Capítulo 25
Você está saindo da minha vida
E parece que vai demorar
Se não souber voltar
Ao menos mande notícia
Cê acha que eu sou louca
Mas tudo vai se encaixar
Tô aproveitando cada segundo
Antes que isso aqui vire uma tragédia
E não adianta nem me procurar
Em outros timbres, outros risos
Eu estava aqui o tempo todo
Só você não viu
Na Sua Estante - Pitty
Junho de 2005
一 Mãe, Mãe! 一 Disse o menino, de pele amarronzada, cabelos cacheados, olhos azuis e um grande sorriso no rosto. Ele vestia uma camiseta do Batman e parecia animado 一 O Arthur falou que tem um besourão lá fora, mãe!
一 É mesmo? 一 Clara tirava os pratos das mesas. Organizar uma festa de aniversário para seu único filho não era nada fácil. 一 Por que você não vai lá ver?
一 Eu estou com medo. 一 O menino se encolheu. 一 Fred disse que ele é bem feio. Eu não gosto de bichos feios.
一 Eu também não gosto. 一 Clara sorriu. 一 Mas você é um menino corajoso, não é? Eu tenho certeza que sim, Leonardo.
Leonardo estufou o peito e concordou com a cabeça.
一 Eu vou atrás do besourão. 一 Disse, na pose mais heróica que conseguiu simular. 一 Sou um herói salvando o mundo! Vruuum!
E, correndo como uma criança serelepe, Leonardo desapareceu por entre as mesas. Clara sorriu.
Era a primeira vez que ela montava uma festa de grande porte para seu único filho, Leonardo. As músicas da Xuxa tocavam em volume máximo e havia toda a sorte de atrações: Pula-pula, piscina de bolinhas, palhaços e gincanas para as crianças. Tudo isso lhe custara uma nota, mas a reserva que Paulo havia deixado era gorda e capaz de bancar Clara pelo resto de sua vida.
E Leonardo era a maior preciosidade de sua vida.
Sorridente, ela seguiu recolhendo os pratos de salgado vazios das mesas, cumprimentando as pessoas. Alguns a evitavam; A sua fama de viúva que havia matado o marido era forte. Outras, não escondiam seu desprezo; faziam cara feia e não trocavam mais de duas palavras. Eram poucos os que recebiam Clara Cavalcanti de bom grado.
Era um pouco frustrante, mas Clara já estava acostumada. Há tempos que era recebida dessa forma por toda Labramar; E sequer podia se opor aos boatos, que, por mais que não tenham sido provados, eram verdadeiros.
A mancha negra em seu passado.
Suspirou fundo, levou os pratos descartáveis para a lata de lixo e apoiou-se em uma árvore no exterior do salão. Às vezes, Clara gostava de ficar um tempo sozinha. Era de muito bom grado pôr-se a pensar na vida. E, agora que Leonardo estava com seus amigos, ela teria um pouco de paz.
Puxou um cigarro do bolso, buscando a sua tranquilidade; Um vício maldito que havia adquirido dele. A pior pessoa que passara em sua vida. O homem que a levou a fazer coisas terríveis, e, para piorar, deu-lhe um câncer de pulmão em parcelas. Bem, pensou, ao menos fumando estaria estragando apenas a própria vida.
Pôs a mão no outro bolso e, surpresa, notou que estava vazio. Tentou procurar por algo nos bolsos de trás, nada. Clara esquecera seu isqueiro em casa.

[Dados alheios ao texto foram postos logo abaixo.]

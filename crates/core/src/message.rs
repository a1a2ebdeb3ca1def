// SPDX-License-Identifier: BUSL-1.1
// Copyright (c) 2026 Alfred Jean LLC

//! Protocol body types
//!
//! Every body is JSON. [`Record`] doubles as the on-disk WAL line and the
//! MESSAGE wire body; changing its field names breaks both surfaces.

use serde::{Deserialize, Serialize};

/// PUBLISH body: append `message` to `topic`'s log
#[derive(Debug, Clone, PartialEq, Eq, Serialize, Deserialize)]
pub struct Publish {
    pub topic: String,
    pub message: String,
}

/// SUBSCRIBE body: become `topic`'s sole consumer
#[derive(Debug, Clone, PartialEq, Eq, Serialize, Deserialize)]
pub struct Subscribe {
    pub topic: String,
}

/// ACK body: advance `topic`'s cursor by one.
///
/// `offset` is the sequence the client believes it acknowledged. The server
/// accepts it without checking it against its own cursor.
#[derive(Debug, Clone, PartialEq, Eq, Serialize, Deserialize)]
pub struct Ack {
    pub topic: String,
    pub offset: i64,
}

/// One published record, tagged with its zero-based per-topic sequence
#[derive(Debug, Clone, PartialEq, Eq, Serialize, Deserialize)]
pub struct Record {
    pub topic: String,
    pub message: String,
    pub id: u32,
}

#[cfg(test)]
#[path = "message_tests.rs"]
mod tests;
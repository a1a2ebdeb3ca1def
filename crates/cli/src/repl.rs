// SPDX-License-Identifier: BUSL-1.1
// Copyright (c) 2026 Alfred Jean LLC

//! Prompt-line parsing for the interactive client

/// Printed for unrecognized input
pub const USAGE: &str =
    "commands: publish <topic> <message>, subscribe <topic>, ack <topic> <offset>, exit";

/// One parsed prompt command
#[derive(Debug, Clone, PartialEq, Eq)]
pub enum Command {
    Publish { topic: String, message: String },
    Subscribe { topic: String },
    Ack { topic: String, offset: i64 },
    Exit,
}

/// Parse one prompt line; `None` means unrecognized input.
///
/// The publish message is everything after the topic, re-joined on single
/// spaces.
pub fn parse_line(line: &str) -> Option<Command> {
    let mut parts = line.split_whitespace();

    match parts.next()? {
        "publish" => {
            let topic = parts.next()?.to_string();
            let rest: Vec<&str> = parts.collect();
            if rest.is_empty() {
                return None;
            }
            Some(Command::Publish {
                topic,
                message: rest.join(" "),
            })
        }
        "subscribe" => {
            let topic = parts.next()?.to_string();
            Some(Command::Subscribe { topic })
        }
        "ack" => {
            let topic = parts.next()?.to_string();
            let offset = parts.next()?.parse().ok()?;
            Some(Command::Ack { topic, offset })
        }
        "exit" => Some(Command::Exit),
        _ => None,
    }
}

#[cfg(test)]
#[path = "repl_tests.rs"]
mod tests;
// SPDX-License-Identifier: BUSL-1.1
// Copyright (c) 2026 Alfred Jean LLC

//! Socket server and connection handling.

use std::fs::File;
use std::sync::Arc;

use fs2::FileExt;
use relay_broker::{Broker, FrameReceiver, FrameSender, SubscribeError, Subscriber};
use relay_core::{
    read_frame, Ack, Frame, FrameError, Publish, Subscribe, KIND_ACK, KIND_ERROR, KIND_PUBLISH,
    KIND_SUBSCRIBE,
};
use relay_storage::{OffsetStore, Wal};
use thiserror::Error;
use tokio::io::AsyncWriteExt;
use tokio::net::tcp::{OwnedReadHalf, OwnedWriteHalf};
use tokio::net::{TcpListener, TcpStream};
use tokio::sync::mpsc;
use tracing::{debug, error, info, warn};

use crate::config::Config;

/// Fixed ERROR body for a rejected subscribe
const CONSUMER_CONFLICT: &str = "topic already has a consumer";

/// Startup errors
#[derive(Debug, Error)]
pub enum ServerError {
    #[error("data directory already locked by another relayd ({0})")]
    AlreadyRunning(String),
    #[error("storage error: {0}")]
    Storage(#[from] relay_storage::StorageError),
    #[error("IO error: {0}")]
    Io(#[from] std::io::Error),
}

/// A bound broker server, ready to accept connections
pub struct Server {
    listener: TcpListener,
    broker: Arc<Broker>,
    // NOTE(lifetime): Held to maintain exclusive data-dir lock; released on drop
    #[allow(dead_code)]
    lock_file: File,
}

impl Server {
    /// Acquire the data-dir lock, open the stores, and bind the listener
    pub async fn bind(config: &Config) -> Result<Self, ServerError> {
        let lock_file = acquire_lock(config)?;

        let wal = Wal::open(&config.wal_dir)?;
        let offsets = OffsetStore::new(&config.offsets_path);
        offsets.load()?;
        let broker = Arc::new(Broker::new(wal, offsets));

        let listener = TcpListener::bind(&config.listen_addr).await?;

        Ok(Self {
            listener,
            broker,
            lock_file,
        })
    }

    /// Address the listener is bound to
    pub fn local_addr(&self) -> std::io::Result<std::net::SocketAddr> {
        self.listener.local_addr()
    }

    /// Accept connections until the process stops
    pub async fn run(self) {
        let mut next_conn_id: u64 = 0;

        loop {
            match self.listener.accept().await {
                Ok((stream, peer)) => {
                    next_conn_id += 1;
                    let conn_id = next_conn_id;
                    debug!(conn_id, %peer, "connection accepted");

                    let broker = Arc::clone(&self.broker);
                    tokio::spawn(handle_connection(broker, stream, conn_id));
                }
                Err(e) => {
                    error!("error accepting connection: {}", e);
                }
            }
        }
    }
}

/// Take the exclusive data-dir lock; a held lock means another relayd owns
/// this WAL directory
fn acquire_lock(config: &Config) -> Result<File, ServerError> {
    if let Some(parent) = config.lock_path.parent() {
        std::fs::create_dir_all(parent)?;
    }

    let file = File::create(&config.lock_path)?;
    file.try_lock_exclusive()
        .map_err(|_| ServerError::AlreadyRunning(config.lock_path.display().to_string()))?;
    Ok(file)
}

/// Handle one client connection until the peer disconnects or violates the
/// protocol.
///
/// A sibling writer task owns the write half and drains the outbox — both
/// handler-originated frames (ERROR) and broker deliveries land there.
/// Dropping the sender lets the writer drain and close the socket.
pub async fn handle_connection(broker: Arc<Broker>, stream: TcpStream, conn_id: u64) {
    let (mut reader, writer) = stream.into_split();
    let (tx, rx) = mpsc::unbounded_channel();
    let writer_task = tokio::spawn(run_writer(writer, rx, conn_id));

    read_loop(&broker, &mut reader, &tx, conn_id).await;

    broker.release_connection(conn_id);
    drop(tx);
    let _ = writer_task.await;
    debug!(conn_id, "connection closed");
}

async fn read_loop(broker: &Broker, reader: &mut OwnedReadHalf, outbox: &FrameSender, conn_id: u64) {
    loop {
        let frame = match read_frame(reader).await {
            Ok(Some(frame)) => frame,
            Ok(None) => return, // peer closed cleanly
            Err(FrameError::BodyTooLarge(len)) => {
                warn!(conn_id, len, "body size exceeds limit, closing connection");
                return;
            }
            Err(FrameError::Io(e)) => {
                warn!(conn_id, "error reading frame: {}", e);
                return;
            }
        };

        match frame.kind {
            KIND_PUBLISH => {
                let publish: Publish = match serde_json::from_slice(&frame.body) {
                    Ok(p) => p,
                    Err(e) => {
                        // Non-fatal: the message is dropped, the connection stays open
                        warn!(conn_id, "error decoding PUBLISH body: {}", e);
                        continue;
                    }
                };

                match broker.publish(&publish.topic, &publish.message) {
                    Ok(record) => {
                        debug!(conn_id, topic = %record.topic, id = record.id, "record appended");
                    }
                    Err(e) => {
                        error!(conn_id, topic = %publish.topic, "error appending record: {}", e);
                    }
                }
            }

            KIND_SUBSCRIBE => {
                let subscribe: Subscribe = match serde_json::from_slice(&frame.body) {
                    Ok(s) => s,
                    Err(e) => {
                        warn!(conn_id, "error decoding SUBSCRIBE body: {}", e);
                        return;
                    }
                };

                let subscriber = Subscriber::new(conn_id, outbox.clone());
                match broker.subscribe(&subscribe.topic, subscriber) {
                    Ok(()) => {
                        info!(conn_id, topic = %subscribe.topic, "new subscription");
                    }
                    Err(SubscribeError::TopicClaimed) => {
                        warn!(conn_id, topic = %subscribe.topic, "subscription rejected: {}", CONSUMER_CONFLICT);
                        let _ = outbox.send(Frame::new(
                            KIND_ERROR,
                            CONSUMER_CONFLICT.as_bytes().to_vec(),
                        ));
                        return;
                    }
                    Err(SubscribeError::Storage(e)) => {
                        // The subscription is installed; only the snapshot failed
                        error!(conn_id, topic = %subscribe.topic, "error saving offsets: {}", e);
                    }
                }
            }

            KIND_ACK => {
                let ack: Ack = match serde_json::from_slice(&frame.body) {
                    Ok(a) => a,
                    Err(e) => {
                        warn!(conn_id, "error decoding ACK body: {}", e);
                        return;
                    }
                };

                // The client-supplied offset is logged but never checked
                // against the cursor
                info!(conn_id, topic = %ack.topic, offset = ack.offset, "ACK received");
                if let Err(e) = broker.acknowledge(&ack.topic) {
                    error!(conn_id, topic = %ack.topic, "error saving offsets: {}", e);
                }
            }

            kind => {
                warn!(conn_id, kind, "unknown message kind, closing connection");
                return;
            }
        }
    }
}

/// Drain the outbox onto the socket. Exits when the channel is closed and
/// drained, or at the first write error.
async fn run_writer(mut writer: OwnedWriteHalf, mut rx: FrameReceiver, conn_id: u64) {
    while let Some(frame) = rx.recv().await {
        if let Err(e) = writer.write_all(&frame.to_bytes()).await {
            warn!(conn_id, "error writing frame: {}", e);
            return;
        }
    }
    let _ = writer.shutdown().await;
}
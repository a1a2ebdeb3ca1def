// SPDX-License-Identifier: BUSL-1.1
// Copyright (c) 2026 Alfred Jean LLC

//! relayd: the relay broker daemon
//!
//! Serves the framed publish/subscribe protocol over TCP. Usage:
//! `relayd [data-dir]` — the data directory holds the per-topic logs, the
//! cursor snapshot, and the instance lock file.

use std::path::PathBuf;

use relay_daemon::{Config, Server};
use tokio::signal::unix::{signal, SignalKind};
use tracing::{error, info};

#[tokio::main]
async fn main() -> Result<(), Box<dyn std::error::Error>> {
    setup_logging();

    // Parse arguments
    let args: Vec<String> = std::env::args().collect();
    let data_dir = if args.len() > 1 {
        PathBuf::from(&args[1])
    } else {
        std::env::current_dir()?
    };

    let config = Config::for_data_dir(&data_dir);

    let server = match Server::bind(&config).await {
        Ok(server) => server,
        Err(e) => {
            error!("failed to start relayd: {}", e);
            return Err(e.into());
        }
    };

    let addr = server.local_addr()?;
    info!("relayd listening on {}", addr);

    // Signal ready for parent process (specs and supervisors wait for this)
    println!("READY {}", addr);

    // Set up signal handlers
    let mut sigterm = signal(SignalKind::terminate())?;
    let mut sigint = signal(SignalKind::interrupt())?;

    tokio::select! {
        _ = server.run() => {}
        _ = sigterm.recv() => {
            info!("received SIGTERM, shutting down");
        }
        _ = sigint.recv() => {
            info!("received SIGINT, shutting down");
        }
    }

    info!("relayd stopped");
    Ok(())
}

fn setup_logging() {
    use tracing_subscriber::{fmt, prelude::*, EnvFilter};

    // RELAY_LOG follows the usual env-filter syntax; default to info
    let filter = EnvFilter::try_from_env("RELAY_LOG").unwrap_or_else(|_| EnvFilter::new("info"));

    tracing_subscriber::registry()
        .with(filter)
        .with(fmt::layer().with_writer(std::io::stderr))
        .init();
}
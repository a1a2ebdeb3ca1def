// SPDX-License-Identifier: BUSL-1.1
// Copyright (c) 2026 Alfred Jean LLC

//! Single-consumer subscription registry

use relay_core::Frame;
use std::collections::HashMap;
use std::sync::RwLock;
use tokio::sync::mpsc;

/// Sender half of a connection's outbox; frames queued here are written to
/// the socket by the connection's writer task
pub type FrameSender = mpsc::UnboundedSender<Frame>;

/// Receiver half of a connection's outbox
pub type FrameReceiver = mpsc::UnboundedReceiver<Frame>;

/// A topic's sole consumer: a connection id and its outbox
#[derive(Clone)]
pub struct Subscriber {
    pub conn_id: u64,
    sender: FrameSender,
}

impl Subscriber {
    pub fn new(conn_id: u64, sender: FrameSender) -> Self {
        Self { conn_id, sender }
    }

    /// Queue a frame for the consumer's writer task.
    ///
    /// Returns false when the outbox is closed — the connection is already
    /// going away and the frame is dropped.
    pub fn send(&self, frame: Frame) -> bool {
        self.sender.send(frame).is_ok()
    }
}

/// Topic → consumer map; at most one live entry per topic.
///
/// All access goes through atomic check-and-set operations — the map itself
/// is never exposed for ad-hoc mutation.
#[derive(Default)]
pub struct SubscriberRegistry {
    inner: RwLock<HashMap<String, Subscriber>>,
}

impl SubscriberRegistry {
    pub fn new() -> Self {
        Self::default()
    }

    /// Install `subscriber` as the topic's sole consumer.
    ///
    /// Check-and-install is one critical section: if the topic already has
    /// a consumer this returns false and leaves the existing entry intact.
    pub fn claim(&self, topic: &str, subscriber: Subscriber) -> bool {
        let mut inner = self.inner.write().unwrap_or_else(|e| e.into_inner());
        if inner.contains_key(topic) {
            return false;
        }
        inner.insert(topic.to_string(), subscriber);
        true
    }

    /// Current consumer for a topic, if any
    pub fn get(&self, topic: &str) -> Option<Subscriber> {
        self.inner
            .read()
            .unwrap_or_else(|e| e.into_inner())
            .get(topic)
            .cloned()
    }

    /// Drop every subscription held by a connection.
    ///
    /// Called when the connection's handler returns, so its topics become
    /// claimable again.
    pub fn release_connection(&self, conn_id: u64) {
        let mut inner = self.inner.write().unwrap_or_else(|e| e.into_inner());
        inner.retain(|_, sub| sub.conn_id != conn_id);
    }

    /// Number of live subscriptions
    pub fn len(&self) -> usize {
        self.inner.read().unwrap_or_else(|e| e.into_inner()).len()
    }

    pub fn is_empty(&self) -> bool {
        self.len() == 0
    }
}

#[cfg(test)]
#[path = "registry_tests.rs"]
mod tests;
// SPDX-License-Identifier: BUSL-1.1
// Copyright (c) 2026 Alfred Jean LLC

//! Daemon configuration

use std::path::{Path, PathBuf};

/// Default TCP listen address; override with `RELAY_LISTEN_ADDR`
pub const DEFAULT_LISTEN_ADDR: &str = "0.0.0.0:8080";

/// Daemon configuration
#[derive(Debug, Clone)]
pub struct Config {
    /// TCP listen address
    pub listen_addr: String,
    /// Directory holding the per-topic logs
    pub wal_dir: PathBuf,
    /// Cursor snapshot file
    pub offsets_path: PathBuf,
    /// Single-instance lock file
    pub lock_path: PathBuf,
}

impl Config {
    /// Config rooted at a data directory
    pub fn for_data_dir(data_dir: &Path) -> Self {
        Self {
            listen_addr: std::env::var("RELAY_LISTEN_ADDR")
                .unwrap_or_else(|_| DEFAULT_LISTEN_ADDR.to_string()),
            wal_dir: data_dir.join("wal"),
            offsets_path: data_dir.join("offsets.json"),
            lock_path: data_dir.join("relayd.lock"),
        }
    }

    /// Same layout with an explicit listen address (ignores the env)
    pub fn with_listen_addr(data_dir: &Path, listen_addr: impl Into<String>) -> Self {
        Self {
            listen_addr: listen_addr.into(),
            ..Self::for_data_dir(data_dir)
        }
    }
}

#[cfg(test)]
#[path = "config_tests.rs"]
mod tests;
//! Localized string table with dotted-path lookup.
//!
//! The core never hardcodes player-facing prose: every message is resolved
//! through this table, which the content catalog supplies per language.

use serde::{Deserialize, Deserializer};
use std::collections::BTreeMap;

/// Flattened localization table: nested tables become dotted keys
/// ("system.objective_complete"), values carry positional `{0}`, `{1}`...
/// placeholders.
#[derive(Debug, Clone, Default)]
pub struct StringTable {
    entries: BTreeMap<String, String>,
}

impl StringTable {
    /// Build a table from flat key/value pairs (mostly useful in tests).
    pub fn from_pairs<K, V>(pairs: impl IntoIterator<Item = (K, V)>) -> Self
    where
        K: Into<String>,
        V: Into<String>,
    {
        Self {
            entries: pairs
                .into_iter()
                .map(|(k, v)| (k.into(), v.into()))
                .collect(),
        }
    }

    /// Insert or replace one entry.
    pub fn insert(&mut self, key: impl Into<String>, value: impl Into<String>) {
        self.entries.insert(key.into(), value.into());
    }

    /// Raw lookup. Falls back to echoing the key so a missing translation
    /// never hides the event; the gap is reported through diagnostics.
    pub fn get(&self, key: &str) -> String {
        match self.entries.get(key) {
            Some(value) => value.clone(),
            None => {
                tracing::warn!(key, "missing string table entry");
                key.to_string()
            }
        }
    }

    /// Lookup with positional `{n}` substitution.
    pub fn format(&self, key: &str, args: &[&str]) -> String {
        let mut out = self.get(key);
        for (i, arg) in args.iter().enumerate() {
            out = out.replace(&format!("{{{i}}}"), arg);
        }
        out
    }

    /// Number of entries loaded.
    pub fn len(&self) -> usize {
        self.entries.len()
    }

    /// Whether the table is empty.
    pub fn is_empty(&self) -> bool {
        self.entries.is_empty()
    }
}

impl<'de> Deserialize<'de> for StringTable {
    fn deserialize<D>(deserializer: D) -> Result<Self, D::Error>
    where
        D: Deserializer<'de>,
    {
        let value = toml::Value::deserialize(deserializer)?;
        let mut entries = BTreeMap::new();
        flatten("", &value, &mut entries);
        Ok(Self { entries })
    }
}

fn flatten(prefix: &str, value: &toml::Value, out: &mut BTreeMap<String, String>) {
    match value {
        toml::Value::Table(table) => {
            for (key, child) in table {
                let path = if prefix.is_empty() {
                    key.clone()
                } else {
                    format!("{prefix}.{key}")
                };
                flatten(&path, child, out);
            }
        }
        toml::Value::String(text) => {
            out.insert(prefix.to_string(), text.clone());
        }
        other => {
            out.insert(prefix.to_string(), other.to_string());
        }
    }
}
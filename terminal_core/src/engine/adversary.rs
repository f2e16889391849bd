//! The adversary ("ICE") - probabilistic counter-play after free turns.

use rand::seq::SliceRandom;
use rand::Rng;

use grid_rules::{CharacterKind, LogStyle, SoundCue, SoundEffect, StatePatch};

use super::Engine;

/// Attack-chance multiplier while the signal modulator is active.
const MODULATOR_DAMPENING: f64 = 0.90;

impl Engine {
    /// One counter-play roll.
    ///
    /// Suppressed entirely while the run is over, the endgame has started,
    /// the firewall is up, or ICE is disabled in content. Otherwise, with
    /// the configured chance (dampened by an active modulator) and at
    /// least one active adversary and one active neutral, a random
    /// adversary halves a random neutral's trust.
    pub fn adversary_tick(&mut self) {
        let state = self.state();
        if state.game_over || state.final_phase_started || state.firewall_active {
            return;
        }
        if !self.catalog.config.ice.enabled {
            return;
        }

        let adversaries: Vec<String> = state
            .active_characters
            .iter()
            .filter(|(_, record)| record.kind == CharacterKind::Adversary)
            .map(|(id, _)| id.clone())
            .collect();
        let neutrals: Vec<String> = state
            .active_characters
            .iter()
            .filter(|(_, record)| record.kind == CharacterKind::Neutral)
            .map(|(id, _)| id.clone())
            .collect();

        let mut chance = self.catalog.config.ice.attack_chance;
        if state.modulator_active {
            chance *= MODULATOR_DAMPENING;
        }

        if adversaries.is_empty() || neutrals.is_empty() {
            return;
        }
        if self.rng.gen::<f64>() >= chance {
            return;
        }

        let Some(agent) = adversaries.choose(&mut self.rng).cloned() else {
            return;
        };
        let Some(target) = neutrals.choose(&mut self.rng).cloned() else {
            return;
        };

        let mut characters = self.state().active_characters.clone();
        let Some(npc) = characters.get_mut(&target) else {
            return;
        };
        npc.trust /= 2.0;
        let new_trust = npc.trust;

        let line = self
            .catalog
            .strings
            .format("ice.attack", &[&agent.to_uppercase(), &target.to_uppercase()]);
        self.store.push_line(line, LogStyle::Agent);
        self.play(SoundCue::Sfx(SoundEffect::Corruption));

        let line = self.catalog.strings.format(
            "ice.trust_dropped",
            &[&target.to_uppercase(), &format!("{new_trust:.0}")],
        );
        self.store.push_line(line, LogStyle::Negative);

        self.apply(StatePatch {
            active_characters: Some(characters),
            ..Default::default()
        });
    }
}
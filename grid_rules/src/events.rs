//! Notification events emitted by the core.
//!
//! The core never renders or plays anything itself: log lines go to the
//! presentation layer, sound cues to the audio subsystem. Both are plain
//! data records.

use serde::{Deserialize, Serialize};

/// Style class attached to a terminal log line.
///
/// The presentation layer maps these onto whatever colors or markup it
/// uses; the core only classifies.
#[derive(Debug, Clone, Copy, PartialEq, Eq, Serialize, Deserialize)]
#[serde(rename_all = "snake_case")]
pub enum LogStyle {
    /// Narration and bookkeeping lines.
    System,
    /// Echoed player input and player speech.
    Player,
    /// Good news: rewards, unlocks, successful actions.
    Positive,
    /// Bad news: rejections, attacks, failures.
    Negative,
    /// Adversary speech.
    Agent,
    /// Guide and sage speech.
    Guide,
    /// Neutral character speech at low trust (<= 20).
    NpcLow,
    /// Neutral character speech at middling trust (<= 80).
    NpcMid,
    /// Neutral character speech at high trust (> 80).
    NpcHigh,
}

/// One line of terminal output.
#[derive(Debug, Clone, PartialEq, Serialize, Deserialize)]
pub struct LogLine {
    pub text: String,
    pub style: LogStyle,
}

impl LogLine {
    /// Create a new log line.
    pub fn new(text: impl Into<String>, style: LogStyle) -> Self {
        Self {
            text: text.into(),
            style,
        }
    }
}

/// Discrete sound effects the audio subsystem can synthesize.
#[derive(Debug, Clone, Copy, PartialEq, Eq, Serialize, Deserialize)]
#[serde(rename_all = "snake_case")]
pub enum SoundEffect {
    /// Reward jingle (item or fragment acquired).
    Success,
    /// Harsh glitch (attacks, rejections, invalid input).
    Corruption,
    /// Light chime (influence or trust rose).
    Chime,
}

/// Music tracks the audio subsystem can loop.
#[derive(Debug, Clone, Copy, PartialEq, Eq, Serialize, Deserialize)]
#[serde(rename_all = "snake_case")]
pub enum MusicTrack {
    /// Played over the opening sequence.
    Opening,
    /// Played over the victory ending.
    Anthem,
    /// The gameplay loop.
    Urgent,
}

/// A trigger event for the external audio subsystem.
#[derive(Debug, Clone, Copy, PartialEq, Eq, Serialize, Deserialize)]
#[serde(rename_all = "snake_case")]
pub enum SoundCue {
    Sfx(SoundEffect),
    Music(MusicTrack),
    StopMusic,
}

#[cfg(test)]
mod tests {
    use super::*;

    #[test]
    fn test_log_line_new() {
        let line = LogLine::new("signal acquired", LogStyle::Positive);
        assert_eq!(line.text, "signal acquired");
        assert_eq!(line.style, LogStyle::Positive);
    }

    #[test]
    fn test_cue_equality() {
        assert_eq!(
            SoundCue::Sfx(SoundEffect::Chime),
            SoundCue::Sfx(SoundEffect::Chime)
        );
        assert_ne!(SoundCue::StopMusic, SoundCue::Music(MusicTrack::Anthem));
    }
}
//! Deferred actions - the pacing timers that re-enter the engine.
//!
//! The host owns the clock: it drains [`Engine::take_scheduled`], waits
//! out each delay, and hands the action back to [`Engine::fire`]. Every
//! action carries the epoch it was scheduled under and is re-validated
//! against current state before acting, so timers that outlive a reset or
//! a load are inert.

use std::time::Duration;

use crate::engine::Engine;

/// A continuation the host should deliver back after `delay`.
#[derive(Debug, Clone, PartialEq, Eq)]
pub struct Scheduled {
    pub delay: Duration,
    pub epoch: u64,
    pub action: DeferredAction,
}

/// What a fired timer does.
#[derive(Debug, Clone, PartialEq, Eq)]
pub enum DeferredAction {
    /// Read a sole dialogue option aloud on the player's behalf.
    AdvanceSoleOption {
        character_id: String,
        node_key: String,
    },
    /// Roll the victory ending after the closing line has landed.
    WinEnding,
}

impl Engine {
    /// Execute a previously scheduled action if it still applies.
    ///
    /// Guards: the epoch must match, the run must still be live, the
    /// character must still be active, and the node must still be a
    /// sole-option node. Anything stale is dropped without effect.
    pub fn fire(&mut self, scheduled: Scheduled) {
        if scheduled.epoch != self.epoch {
            tracing::debug!(action = ?scheduled.action, "dropping timer from an older epoch");
            return;
        }

        match scheduled.action {
            DeferredAction::AdvanceSoleOption {
                character_id,
                node_key,
            } => {
                if self.state().game_over {
                    return;
                }
                let Some(record) = self.state().active_characters.get(&character_id).cloned()
                else {
                    return;
                };
                let Some(node) = record.dialogue.node(&node_key).cloned() else {
                    return;
                };
                if node.options.len() != 1 {
                    return;
                }
                self.choose_option(&character_id, &node.options[0]);
            }
            DeferredAction::WinEnding => self.end_game(true, None),
        }
    }
}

一 Droga! 一 Murmurou, com o cigarro na boca.
Foi quando uma voz irritantemente desconhecida perturbou sua paz:
一 Precisa de um isqueiro?
Clara se virou de súbito, o coração a mil; Aquela voz não lhe despertava bons sentimentos.
E era ele quem estava ali. O implacável Lourenço de Castro.
一 O que você está fazendo aqui? 一 Retrucou ela, com os olhos arregalados. 一 Eu não te convidei para essa festa!
一 Bem... 一 Lourenço trazia um cigarro na boca. Era um fumante compulsivo. 一 Eu sou o homem mais rico da cidade. Eu entro onde eu quiser.
一 Mas você... Ora, não importa! 一 Grunhiu Clara. 一 O que veio fazer aqui? Não tem nada de seu interesse nessa festa.
一 Eu vim saber como está meu filho. 一 E assoprou a fumaça.
一 Dominick deve estar bem. 一 Provocou Clara. 一 Uma pena que ele não saiba que o pai dele perturba mulheres em festas para as quais não foi convidado.
一 Você sabe de quem eu estou falando. 一 Lourenço cruzou os braços. 一 O Leonardo. Como ele está?
一 Ele não é seu filho, Lourenço. 一 Ríspida, Clara fez um "não" com os dedos. 一 Ele é filho do Paulo, não se lembra?
一 Lembro. 一 Lourenço esboçou um sorriso. 一 Eu tive que molhar a mão de muita gente para que as investigações não chegassem no seu nome. E você...
一 Eu quero me esquecer de que fiz isso. 一 Clara levou as mãos ao rosto. 一 Você me fez cometer um crime terrível.
一 ...Você me expulsou de sua casa, nu, como se eu fosse um lixo. 一 Lourenço ignorou completamente os dizeres de Clara. 一 Eu deveria ter deixado que você se ferrasse sozinha.
一 Você não faria isso, meu querido. 一 Clara ergueu uma sobrancelha. 一 Se eu fosse presa, abriria o bico sobre o que me fez cometer esse crime. E aí, você teria que assumir o Leonardo. É isso que você quer?
一 Ah, sim. 一 Lourenço levou o cigarro de volta para a boca. 一 Então ele é meu filho, não é?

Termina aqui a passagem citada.